Bioceramic microneedle arrays are able to deliver OVA to dendritic cells in human skin.

Abstract

Microneedle-based vaccination into skin has several advantages over vaccination using conventional needles for intramuscular or subcutaneous injections. Microneedle (MN) arrays allow the vaccine to be delivered in a minimally invasive manner and directly into the skin, whereby the skin's superficial immune cells are not by-passed. Additionally, a systemic distribution of the vaccine may be avoided, which implies less side effects and less amount of vaccine needed. For a successful delivery, the needles need to penetrate the stratum corneum and reach the potent network of antigen-presenting dendritic cells (DCs).

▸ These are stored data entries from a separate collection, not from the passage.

use std::sync::Once;

static INIT: Once = Once::new();

/// Initializes the global logger once.
///
/// `filter` uses the `env_logger` syntax (e.g. "debug",
/// "framegate=trace,winit=warn") and takes precedence over the `RUST_LOG`
/// environment variable. With neither, the level defaults to `info`.
///
/// Idempotent; later calls are ignored. Call it early in `main`.
pub fn init_logging(filter: Option<&str>) {
    INIT.call_once(|| {
        let mut builder = env_logger::Builder::new();

        if let Some(filter) = filter {
            builder.parse_filters(filter);
        } else if let Ok(filter) = std::env::var("RUST_LOG") {
            builder.parse_filters(&filter);
        } else {
            builder.filter_level(log::LevelFilter::Info);
        }

        builder.init();

        log::debug!("logging initialized");
    });
}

In this study, we evaluated patches covered with biodegradable ceramic (calcium sulphate) MNs with a tip diameter of approximately 3 μm and with two different lengths (300 and 600 μm) for their ability to penetrate and transfer the model allergen ovalbumin (OVA) into epidermis. MNs with a length of 600 μm (MN-600) and a volume average pore size of 12 ± 1 μm were more efficient in crossing the stratum corneum and to deliver OVA into CD1a+ DCs residing in the epidermis of human ex vivo skin, in comparison to MNs with a length of 300 μm. Quantitative in vitro release studies showed that approximately 90% of the loaded OVA could be released from MN-600 within 1 h. These findings support the further development of ceramic MNs for transcutaneous immunization.